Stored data
--------------------------------------------------

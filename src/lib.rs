pub mod alignment;
pub mod config;
mod consts;
pub mod errors;
pub mod ledger;
mod patch_builder;
pub mod save;
pub mod types;
pub mod usfm;
mod utils;

pub use alignment::{
    AlignmentEngine, AlignmentPair, AlignmentReconciler, MilestoneAlignmentEngine,
    ReconciledVerse, SourceWord, TargetWord, VerseAlignments,
};
pub use config::SaveConfig;
pub use errors::{MergeError, ReferenceError, SaveError};
pub use ledger::{DrainedChange, PendingChange, UnsavedChangeLedger};
pub use patch_builder::build_patch;
pub use save::{
    BookFetcher, BranchManager, BranchStatus, Completion, ContextLines, FetchedBook,
    RemoteFileEditor, ResourceDescriptor, ResourceError, ResourceHost, SaveEvent,
    SaveOrchestrator, SaveOutcome, SaveServices, SaveStage, SaveState, SaveTarget,
};
pub use types::{
    number_or_string::NumberOrString,
    verse_edit::{EditKind, VerseEdit},
    verse_object::{Milestone, VerseObject, Word, verse_text},
    verse_reference::{VerseLabel, VerseReference},
};
pub use usfm::{
    BasicUsfmCodec, BookIndex, BookObjects, UsfmCodec, extract_verse, merge_verse, merge_verses,
};
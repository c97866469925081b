use std::{path::Path, time::Duration};

use anyhow::{Context as _, Result};
use log::{debug, info};
use serde::{Deserialize, Serialize};
use tokio::fs;

use crate::consts::{
    DEFAULT_CONTEXT_LINES, DEFAULT_MAX_CONTEXT_LINES, DEFAULT_RELOAD_DELAY_MS,
    DEFAULT_RETRY_DELAY_MS, DEFAULT_USE_DIFF_PATCH,
};

#[derive(Debug, Deserialize, Serialize, Clone, PartialEq, Eq)]
pub struct SaveConfig {
    /// Unchanged lines around each change in an uploaded patch.
    #[serde(default = "default_context_lines")]
    pub default_context_lines: usize,

    /// Upper bound of the context when it is widened after a failed upload.
    #[serde(default = "default_max_context_lines")]
    pub max_context_lines: usize,

    /// Wait before re-fetching the book after a failed upload.
    #[serde(default = "default_retry_delay_ms")]
    pub retry_delay_ms: u64,

    /// Wait before asking the host to reload the saved resource.
    #[serde(default = "default_reload_delay_ms")]
    pub reload_delay_ms: u64,

    /// Upload patches instead of whole books whenever possible.
    #[serde(default = "default_use_diff_patch")]
    pub use_diff_patch: bool,
}

fn default_context_lines() -> usize {
    debug!("Using default patch context lines: {DEFAULT_CONTEXT_LINES}");
    DEFAULT_CONTEXT_LINES
}

fn default_max_context_lines() -> usize {
    debug!("Using default max patch context lines: {DEFAULT_MAX_CONTEXT_LINES}");
    DEFAULT_MAX_CONTEXT_LINES
}

fn default_retry_delay_ms() -> u64 {
    debug!("Using default retry delay (ms): {DEFAULT_RETRY_DELAY_MS}");
    DEFAULT_RETRY_DELAY_MS
}

fn default_reload_delay_ms() -> u64 {
    debug!("Using default reload delay (ms): {DEFAULT_RELOAD_DELAY_MS}");
    DEFAULT_RELOAD_DELAY_MS
}

fn default_use_diff_patch() -> bool {
    debug!("Using default patch uploads: {DEFAULT_USE_DIFF_PATCH}");
    DEFAULT_USE_DIFF_PATCH
}

impl Default for SaveConfig {
    fn default() -> Self {
        Self {
            default_context_lines: default_context_lines(),
            max_context_lines: default_max_context_lines(),
            retry_delay_ms: default_retry_delay_ms(),
            reload_delay_ms: default_reload_delay_ms(),
            use_diff_patch: default_use_diff_patch(),
        }
    }
}

impl SaveConfig {
    pub fn retry_delay(&self) -> Duration { Duration::from_millis(self.retry_delay_ms) }

    pub fn reload_delay(&self) -> Duration { Duration::from_millis(self.reload_delay_ms) }

    pub async fn read_or_default(path: &Path) -> Result<Self> {
        if path.exists() {
            info!("Loading save configuration from '{}'", path.display());
            Self::load_from_file(path).await
        } else {
            info!("No save configuration at '{}', using defaults", path.display());
            Ok(Self::default())
        }
    }

    pub async fn load_from_file(path: &Path) -> Result<Self> {
        let contents = fs::read_to_string(path).await.with_context(|| {
            format!(
                "Cannot load save configuration from disk from {}",
                path.display()
            )
        })?;

        let config =
            serde_yaml::from_str(&contents).context("Failed to parse save configuration")?;

        Ok(config)
    }

    pub async fn write(&self, path: &Path) -> Result<()> {
        let contents =
            serde_yaml::to_string(&self).context("Failed to serialize save configuration")?;

        fs::write(path, contents)
            .await
            .context("Failed to write save configuration to disk")
    }
}

#[cfg(test)]
mod tests {
    use std::path::PathBuf;

    use pretty_assertions::assert_eq;

    use super::*;

    fn temp_path(name: &str) -> PathBuf {
        std::env::temp_dir().join(format!("usfm-save-{}-{name}", std::process::id()))
    }

    #[test]
    fn test_missing_fields_use_defaults() {
        let config: SaveConfig = serde_yaml::from_str("retry_delay_ms: 50\n").unwrap();

        assert_eq!(config, SaveConfig {
            retry_delay_ms: 50,
            ..SaveConfig::default()
        });
        assert_eq!(config.retry_delay(), Duration::from_millis(50));
        assert_eq!(config.reload_delay(), Duration::from_secs(1));
    }

    #[test]
    fn test_defaults() {
        let config = SaveConfig::default();

        assert_eq!(config.default_context_lines, 4);
        assert_eq!(config.max_context_lines, 10);
        assert!(config.use_diff_patch);
    }

    #[tokio::test]
    async fn test_write_and_load() {
        let path = temp_path("write-and-load.yml");
        let config = SaveConfig {
            use_diff_patch: false,
            ..SaveConfig::default()
        };

        config.write(&path).await.unwrap();
        let loaded = SaveConfig::read_or_default(&path).await.unwrap();
        fs::remove_file(&path).await.unwrap();

        assert_eq!(loaded, config);
    }

    #[tokio::test]
    async fn test_missing_file() {
        let path = temp_path("missing.yml");

        assert_eq!(
            SaveConfig::read_or_default(&path).await.unwrap(),
            SaveConfig::default()
        );
        assert!(SaveConfig::load_from_file(&path).await.is_err());
    }

    #[tokio::test]
    async fn test_invalid_file() {
        let path = temp_path("invalid.yml");
        fs::write(&path, "max_context_lines: many\n").await.unwrap();

        let error = SaveConfig::load_from_file(&path).await.unwrap_err();
        fs::remove_file(&path).await.unwrap();

        assert_eq!(error.to_string(), "Failed to parse save configuration");
    }
}
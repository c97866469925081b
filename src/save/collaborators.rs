use anyhow::Result;
use serde::{Deserialize, Serialize};

/// The resource (a translation of the Bible in one language) being edited.
#[derive(Serialize, Deserialize, Debug, Clone, PartialEq, Eq, Default)]
#[serde(rename_all = "camelCase")]
pub struct ResourceDescriptor {
    pub owner: String,
    pub language_id: String,
    pub resource_id: String,
    pub project_id: String,
    #[serde(default, skip_serializing_if = "Option::is_none")]
    pub reference: Option<String>,
}

#[derive(Debug, Clone, PartialEq, Eq, Default)]
pub struct BranchStatus {
    /// Whether the branch manager has finished looking up the user branch.
    pub branch_determined: bool,
    pub using_user_branch: bool,
    pub working_resource_branch: Option<String>,
}

/// A book as returned by the book fetcher. A book without a `sha` exists
/// but is not yet available for writing on the requested branch.
#[derive(Serialize, Deserialize, Debug, Clone, PartialEq, Eq, Default)]
#[serde(rename_all = "camelCase")]
pub struct FetchedBook {
    #[serde(default)]
    pub bible_usfm: Option<String>,
    #[serde(default)]
    pub sha: Option<String>,
    pub book_id: String,
    pub project_id: String,
    #[serde(default)]
    pub error: Option<String>,
}

/// What the host is told when a save fails.
#[derive(Debug, Clone, PartialEq, Eq)]
pub struct ResourceError {
    pub message: String,
    pub is_access_error: bool,
    pub status_detail: Option<String>,
}

#[allow(async_fn_in_trait)]
pub trait BranchManager {
    fn status(&self) -> BranchStatus;

    /// Create (or look up) the user's edit branch, `None` if none could be made.
    async fn start_edit_branch(&self) -> Result<Option<String>>;

    async fn finish_edit(&self);
}

#[allow(async_fn_in_trait)]
pub trait RemoteFileEditor {
    /// Replace the whole file. `Ok(false)` means the server rejected the write.
    async fn save_edit(&self, branch: &str, content: &str, sha: &str) -> Result<bool>;

    /// Apply a unified diff to the file. `Ok(false)` means it did not apply.
    async fn save_edit_patch(&self, branch: &str, patch: &str, sha: &str) -> Result<bool>;
}

#[allow(async_fn_in_trait)]
pub trait BookFetcher {
    async fn fetch_bible_book(
        &self,
        resource: &ResourceDescriptor,
        book_id: &str,
        branch: &str,
    ) -> Result<FetchedBook>;
}

pub trait ResourceHost {
    fn on_resource_error(&self, error: &ResourceError);

    fn reload_resource(&self);
}

/// Everything a save needs from the outside world.
pub trait SaveServices: BranchManager + RemoteFileEditor + BookFetcher + ResourceHost {}

impl<T> SaveServices for T where T: BranchManager + RemoteFileEditor + BookFetcher + ResourceHost {}
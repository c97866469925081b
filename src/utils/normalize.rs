/// Canonical form of resource identifiers (book and project ids) used when
/// comparing what was requested with what a fetch returned.
pub fn normalize_string(s: &str) -> String { s.trim().to_lowercase() }
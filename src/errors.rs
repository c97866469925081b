use thiserror::Error;

/// A verse could not be located in a book by its chapter and verse markers.
#[derive(Error, Debug, Clone, PartialEq, Eq)]
pub enum MergeError {
    #[error("Chapter {chapter} not found in book")]
    ChapterNotFound { chapter: u32 },

    #[error("Verse {chapter}:{verse} not found in book")]
    VerseNotFound { chapter: u32, verse: String },
}

#[derive(Error, Debug, Clone, PartialEq, Eq)]
pub enum ReferenceError {
    #[error("Invalid chapter `{0}`, expected a positive number")]
    InvalidChapter(String),

    #[error("Invalid verse `{0}`, expected a number, a range like `3-5` or `front`")]
    InvalidVerse(String),
}

/// Terminal failures of a save cycle. Every variant leaves the unsaved
/// changes in place.
#[derive(Error, Debug)]
pub enum SaveError {
    #[error("Failed to create an edit branch: {0}")]
    BranchCreationFailed(#[source] anyhow::Error),

    #[error("Failed to fetch {book_id}: {reason}")]
    FetchFailed { book_id: String, reason: String },

    #[error("Failed to merge edits into {book_id}: {source}")]
    MergeFailed {
        book_id: String,
        #[source]
        source: anyhow::Error,
    },

    #[error("Failed to upload {book_id} after {attempts} attempt(s)")]
    UploadFailed { book_id: String, attempts: usize },

    #[error("Collaborator error: {0:#}")]
    Collaborator(#[source] anyhow::Error),
}

fn mentions_access_denial(text: &str) -> bool {
    let text = text.to_lowercase();
    text.contains("401") || text.contains("403") || text.contains("access")
}

impl SaveError {
    /// Access errors are reported to the host separately so it can prompt
    /// for credentials instead of showing a generic failure.
    pub fn is_access_error(&self) -> bool {
        match self {
            SaveError::FetchFailed { reason, .. } => mentions_access_denial(reason),
            SaveError::BranchCreationFailed(error) | SaveError::Collaborator(error) => error
                .chain()
                .any(|cause| mentions_access_denial(&cause.to_string())),
            SaveError::MergeFailed { .. } | SaveError::UploadFailed { .. } => false,
        }
    }
}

--------------------------------------------------

# What needs to be done
Tell how many lines of the data include the word "MergeFailed", without any other words.

# Task response
2